DATA SECTION: Begin
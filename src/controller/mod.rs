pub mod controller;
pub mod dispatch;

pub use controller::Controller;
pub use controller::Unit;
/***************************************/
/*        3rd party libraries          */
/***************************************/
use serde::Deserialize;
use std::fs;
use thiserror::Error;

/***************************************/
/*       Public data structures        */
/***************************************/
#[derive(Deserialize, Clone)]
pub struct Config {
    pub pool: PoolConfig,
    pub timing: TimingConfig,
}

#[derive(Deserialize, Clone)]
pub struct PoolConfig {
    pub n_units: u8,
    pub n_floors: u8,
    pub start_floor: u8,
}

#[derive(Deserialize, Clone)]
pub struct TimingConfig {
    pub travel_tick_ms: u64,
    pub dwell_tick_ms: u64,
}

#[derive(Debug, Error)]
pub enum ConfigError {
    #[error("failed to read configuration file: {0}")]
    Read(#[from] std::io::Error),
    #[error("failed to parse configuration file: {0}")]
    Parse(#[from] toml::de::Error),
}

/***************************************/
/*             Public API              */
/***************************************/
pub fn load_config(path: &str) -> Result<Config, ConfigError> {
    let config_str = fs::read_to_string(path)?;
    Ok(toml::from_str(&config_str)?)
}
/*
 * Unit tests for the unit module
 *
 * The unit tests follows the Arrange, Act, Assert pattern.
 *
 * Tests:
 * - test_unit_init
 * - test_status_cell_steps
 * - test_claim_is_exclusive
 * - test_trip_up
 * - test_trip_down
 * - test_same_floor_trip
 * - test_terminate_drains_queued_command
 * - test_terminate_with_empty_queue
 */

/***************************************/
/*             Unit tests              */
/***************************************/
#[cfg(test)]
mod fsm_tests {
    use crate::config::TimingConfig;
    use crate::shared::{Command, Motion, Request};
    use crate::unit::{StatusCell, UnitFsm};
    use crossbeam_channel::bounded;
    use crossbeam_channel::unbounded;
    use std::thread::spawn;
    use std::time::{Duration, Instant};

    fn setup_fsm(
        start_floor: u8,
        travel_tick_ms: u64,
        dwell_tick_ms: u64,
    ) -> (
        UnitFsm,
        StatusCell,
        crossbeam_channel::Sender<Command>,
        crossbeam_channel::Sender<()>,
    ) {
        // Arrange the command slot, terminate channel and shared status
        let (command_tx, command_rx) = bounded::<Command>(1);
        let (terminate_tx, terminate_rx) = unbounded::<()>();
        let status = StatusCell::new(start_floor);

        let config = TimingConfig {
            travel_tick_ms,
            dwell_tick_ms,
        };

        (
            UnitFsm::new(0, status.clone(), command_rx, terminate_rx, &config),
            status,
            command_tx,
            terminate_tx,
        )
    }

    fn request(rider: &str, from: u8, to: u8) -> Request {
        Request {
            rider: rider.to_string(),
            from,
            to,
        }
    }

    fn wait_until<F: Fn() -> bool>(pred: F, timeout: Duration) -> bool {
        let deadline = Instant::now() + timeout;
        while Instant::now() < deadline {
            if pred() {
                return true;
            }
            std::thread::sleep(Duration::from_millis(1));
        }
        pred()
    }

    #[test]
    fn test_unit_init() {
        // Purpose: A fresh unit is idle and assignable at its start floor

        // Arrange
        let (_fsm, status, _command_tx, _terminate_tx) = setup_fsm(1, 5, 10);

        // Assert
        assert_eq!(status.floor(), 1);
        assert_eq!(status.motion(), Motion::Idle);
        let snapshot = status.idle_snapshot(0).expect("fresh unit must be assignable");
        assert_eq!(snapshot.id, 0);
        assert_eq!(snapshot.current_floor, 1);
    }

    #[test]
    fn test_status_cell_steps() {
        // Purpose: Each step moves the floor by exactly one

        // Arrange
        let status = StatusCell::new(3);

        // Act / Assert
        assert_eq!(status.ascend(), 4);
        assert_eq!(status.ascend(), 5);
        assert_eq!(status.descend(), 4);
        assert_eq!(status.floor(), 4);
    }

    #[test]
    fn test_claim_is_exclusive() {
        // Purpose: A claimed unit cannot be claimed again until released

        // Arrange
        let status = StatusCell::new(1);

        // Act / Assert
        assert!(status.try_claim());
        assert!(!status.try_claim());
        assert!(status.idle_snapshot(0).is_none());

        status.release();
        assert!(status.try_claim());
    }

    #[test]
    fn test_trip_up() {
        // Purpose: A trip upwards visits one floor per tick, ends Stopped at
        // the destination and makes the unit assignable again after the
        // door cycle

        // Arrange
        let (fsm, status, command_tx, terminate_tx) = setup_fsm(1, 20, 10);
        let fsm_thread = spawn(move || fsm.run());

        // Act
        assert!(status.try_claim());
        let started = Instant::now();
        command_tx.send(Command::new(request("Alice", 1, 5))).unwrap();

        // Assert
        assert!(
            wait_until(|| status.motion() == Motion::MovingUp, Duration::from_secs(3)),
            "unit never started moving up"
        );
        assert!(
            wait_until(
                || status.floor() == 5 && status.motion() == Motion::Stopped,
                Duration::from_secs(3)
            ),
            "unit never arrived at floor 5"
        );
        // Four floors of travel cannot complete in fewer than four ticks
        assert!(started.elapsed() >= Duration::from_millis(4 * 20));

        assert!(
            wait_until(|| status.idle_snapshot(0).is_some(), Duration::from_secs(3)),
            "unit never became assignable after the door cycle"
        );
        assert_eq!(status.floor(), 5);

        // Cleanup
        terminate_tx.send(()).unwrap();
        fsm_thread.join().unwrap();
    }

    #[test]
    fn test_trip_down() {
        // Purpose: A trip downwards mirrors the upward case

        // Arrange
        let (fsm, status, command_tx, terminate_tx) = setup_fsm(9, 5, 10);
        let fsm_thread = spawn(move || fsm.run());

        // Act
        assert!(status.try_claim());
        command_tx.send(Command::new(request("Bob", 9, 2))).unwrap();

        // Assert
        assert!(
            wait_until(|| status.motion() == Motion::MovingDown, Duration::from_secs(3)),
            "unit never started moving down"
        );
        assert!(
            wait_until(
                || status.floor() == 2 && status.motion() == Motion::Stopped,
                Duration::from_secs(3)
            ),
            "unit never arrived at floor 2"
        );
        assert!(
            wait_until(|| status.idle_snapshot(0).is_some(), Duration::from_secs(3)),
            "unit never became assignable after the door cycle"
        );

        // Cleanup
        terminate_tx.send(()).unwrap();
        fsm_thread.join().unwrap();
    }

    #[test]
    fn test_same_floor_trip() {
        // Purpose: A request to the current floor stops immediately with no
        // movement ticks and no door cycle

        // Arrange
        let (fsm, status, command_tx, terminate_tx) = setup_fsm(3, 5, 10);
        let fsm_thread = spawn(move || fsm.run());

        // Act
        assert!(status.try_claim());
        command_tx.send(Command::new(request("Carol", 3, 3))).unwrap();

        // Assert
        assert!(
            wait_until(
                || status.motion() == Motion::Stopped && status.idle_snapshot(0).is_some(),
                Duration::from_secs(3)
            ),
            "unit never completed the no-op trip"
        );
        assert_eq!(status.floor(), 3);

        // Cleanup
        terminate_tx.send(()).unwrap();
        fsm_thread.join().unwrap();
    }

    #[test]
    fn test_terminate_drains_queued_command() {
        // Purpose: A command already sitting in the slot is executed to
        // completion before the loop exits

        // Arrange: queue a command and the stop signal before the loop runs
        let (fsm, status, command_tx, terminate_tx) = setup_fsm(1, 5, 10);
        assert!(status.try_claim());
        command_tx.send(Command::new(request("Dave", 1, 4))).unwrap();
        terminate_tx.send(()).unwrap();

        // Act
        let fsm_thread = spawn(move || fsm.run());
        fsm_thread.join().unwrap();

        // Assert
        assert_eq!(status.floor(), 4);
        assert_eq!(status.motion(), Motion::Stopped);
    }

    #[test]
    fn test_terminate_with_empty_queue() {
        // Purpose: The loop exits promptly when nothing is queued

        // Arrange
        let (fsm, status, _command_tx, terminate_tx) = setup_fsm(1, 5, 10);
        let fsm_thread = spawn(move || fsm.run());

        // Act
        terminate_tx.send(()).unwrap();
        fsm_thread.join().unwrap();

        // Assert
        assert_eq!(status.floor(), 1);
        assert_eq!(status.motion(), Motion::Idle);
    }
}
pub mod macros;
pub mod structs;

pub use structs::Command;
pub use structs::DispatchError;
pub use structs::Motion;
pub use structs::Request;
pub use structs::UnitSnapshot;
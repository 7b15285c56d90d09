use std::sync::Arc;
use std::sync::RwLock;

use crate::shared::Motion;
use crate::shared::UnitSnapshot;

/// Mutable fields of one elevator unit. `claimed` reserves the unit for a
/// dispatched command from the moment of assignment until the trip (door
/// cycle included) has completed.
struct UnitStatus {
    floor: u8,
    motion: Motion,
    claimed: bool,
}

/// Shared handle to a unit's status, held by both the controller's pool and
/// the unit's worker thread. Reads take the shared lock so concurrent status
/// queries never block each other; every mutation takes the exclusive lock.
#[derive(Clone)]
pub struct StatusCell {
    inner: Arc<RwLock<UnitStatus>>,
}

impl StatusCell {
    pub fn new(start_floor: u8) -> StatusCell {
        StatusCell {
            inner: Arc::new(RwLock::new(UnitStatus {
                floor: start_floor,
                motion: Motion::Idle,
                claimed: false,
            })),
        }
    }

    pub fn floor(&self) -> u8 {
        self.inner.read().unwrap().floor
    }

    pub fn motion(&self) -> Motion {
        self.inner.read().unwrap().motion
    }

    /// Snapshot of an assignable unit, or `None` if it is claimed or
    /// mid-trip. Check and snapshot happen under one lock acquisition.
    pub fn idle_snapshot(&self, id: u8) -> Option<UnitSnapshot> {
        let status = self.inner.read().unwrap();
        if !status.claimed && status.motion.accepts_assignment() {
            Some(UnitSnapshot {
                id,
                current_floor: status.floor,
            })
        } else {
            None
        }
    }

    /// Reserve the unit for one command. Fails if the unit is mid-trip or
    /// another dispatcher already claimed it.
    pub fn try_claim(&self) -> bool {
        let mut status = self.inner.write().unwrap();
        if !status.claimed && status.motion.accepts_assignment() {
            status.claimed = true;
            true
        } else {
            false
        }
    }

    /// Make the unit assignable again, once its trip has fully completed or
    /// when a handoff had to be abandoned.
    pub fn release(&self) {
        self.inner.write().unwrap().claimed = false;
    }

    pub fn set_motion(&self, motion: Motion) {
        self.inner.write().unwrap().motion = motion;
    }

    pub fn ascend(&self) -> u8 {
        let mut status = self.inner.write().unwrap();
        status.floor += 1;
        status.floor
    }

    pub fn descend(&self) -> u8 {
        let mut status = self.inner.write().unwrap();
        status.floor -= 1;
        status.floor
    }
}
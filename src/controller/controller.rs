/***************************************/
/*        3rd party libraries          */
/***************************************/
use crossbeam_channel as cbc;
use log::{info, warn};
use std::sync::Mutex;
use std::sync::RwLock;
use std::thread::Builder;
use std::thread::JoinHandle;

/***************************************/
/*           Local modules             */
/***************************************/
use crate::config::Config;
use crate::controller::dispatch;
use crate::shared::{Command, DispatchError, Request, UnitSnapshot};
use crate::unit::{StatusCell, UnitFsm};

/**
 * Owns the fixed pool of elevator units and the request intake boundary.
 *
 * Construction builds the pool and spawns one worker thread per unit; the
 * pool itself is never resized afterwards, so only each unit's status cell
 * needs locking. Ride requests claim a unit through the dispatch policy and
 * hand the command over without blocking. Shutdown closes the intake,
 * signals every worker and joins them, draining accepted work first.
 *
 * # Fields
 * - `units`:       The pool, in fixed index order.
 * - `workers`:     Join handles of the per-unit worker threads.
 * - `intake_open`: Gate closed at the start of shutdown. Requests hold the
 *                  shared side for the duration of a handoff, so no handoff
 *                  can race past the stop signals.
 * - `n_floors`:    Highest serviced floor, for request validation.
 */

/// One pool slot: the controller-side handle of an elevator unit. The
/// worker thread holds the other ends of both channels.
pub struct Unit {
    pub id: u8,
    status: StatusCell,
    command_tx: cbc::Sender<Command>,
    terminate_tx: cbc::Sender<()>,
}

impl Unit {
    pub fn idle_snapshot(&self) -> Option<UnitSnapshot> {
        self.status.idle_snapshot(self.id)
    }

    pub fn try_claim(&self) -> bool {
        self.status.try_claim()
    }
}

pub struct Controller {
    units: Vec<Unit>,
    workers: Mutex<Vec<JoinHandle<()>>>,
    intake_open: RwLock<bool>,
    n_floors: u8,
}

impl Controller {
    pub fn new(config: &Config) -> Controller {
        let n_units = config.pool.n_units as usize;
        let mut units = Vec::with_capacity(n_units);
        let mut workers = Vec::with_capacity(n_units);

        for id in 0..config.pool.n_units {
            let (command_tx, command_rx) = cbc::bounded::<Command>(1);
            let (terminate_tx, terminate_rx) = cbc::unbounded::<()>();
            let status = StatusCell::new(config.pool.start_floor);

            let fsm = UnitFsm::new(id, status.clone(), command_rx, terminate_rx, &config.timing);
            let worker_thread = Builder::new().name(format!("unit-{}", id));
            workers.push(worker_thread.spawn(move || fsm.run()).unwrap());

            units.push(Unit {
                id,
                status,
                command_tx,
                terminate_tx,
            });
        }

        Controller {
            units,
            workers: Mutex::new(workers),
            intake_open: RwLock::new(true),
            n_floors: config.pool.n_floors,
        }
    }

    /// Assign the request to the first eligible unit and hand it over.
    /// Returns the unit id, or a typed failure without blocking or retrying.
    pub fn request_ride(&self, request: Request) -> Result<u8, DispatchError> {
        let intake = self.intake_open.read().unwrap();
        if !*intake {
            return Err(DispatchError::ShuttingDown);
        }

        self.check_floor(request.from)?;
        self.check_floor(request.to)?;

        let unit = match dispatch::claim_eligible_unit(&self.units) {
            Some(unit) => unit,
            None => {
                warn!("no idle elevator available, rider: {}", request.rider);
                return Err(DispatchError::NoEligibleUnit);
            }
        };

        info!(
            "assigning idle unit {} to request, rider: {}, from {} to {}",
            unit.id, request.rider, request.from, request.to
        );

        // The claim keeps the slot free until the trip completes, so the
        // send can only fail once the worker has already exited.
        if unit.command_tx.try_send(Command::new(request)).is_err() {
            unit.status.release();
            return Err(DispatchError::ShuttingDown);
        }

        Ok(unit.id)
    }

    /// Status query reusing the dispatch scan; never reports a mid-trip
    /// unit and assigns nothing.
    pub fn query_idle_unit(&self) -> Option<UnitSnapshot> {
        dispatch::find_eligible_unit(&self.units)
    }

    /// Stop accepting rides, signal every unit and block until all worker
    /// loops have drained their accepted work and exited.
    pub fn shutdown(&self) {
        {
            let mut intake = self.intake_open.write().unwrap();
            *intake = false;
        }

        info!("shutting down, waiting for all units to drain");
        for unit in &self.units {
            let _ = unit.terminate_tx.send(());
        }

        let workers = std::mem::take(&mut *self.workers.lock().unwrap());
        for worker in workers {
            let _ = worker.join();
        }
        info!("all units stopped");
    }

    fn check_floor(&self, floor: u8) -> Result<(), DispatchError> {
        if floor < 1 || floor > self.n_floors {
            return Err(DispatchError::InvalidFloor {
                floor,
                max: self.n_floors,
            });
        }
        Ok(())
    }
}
DATA SECTION: End
#### [PROBLEM]
Where a line above contains the string "TimingConfig", tally it, then give the number alone.

#### [OUTPUT OF THE EXERCISE]
4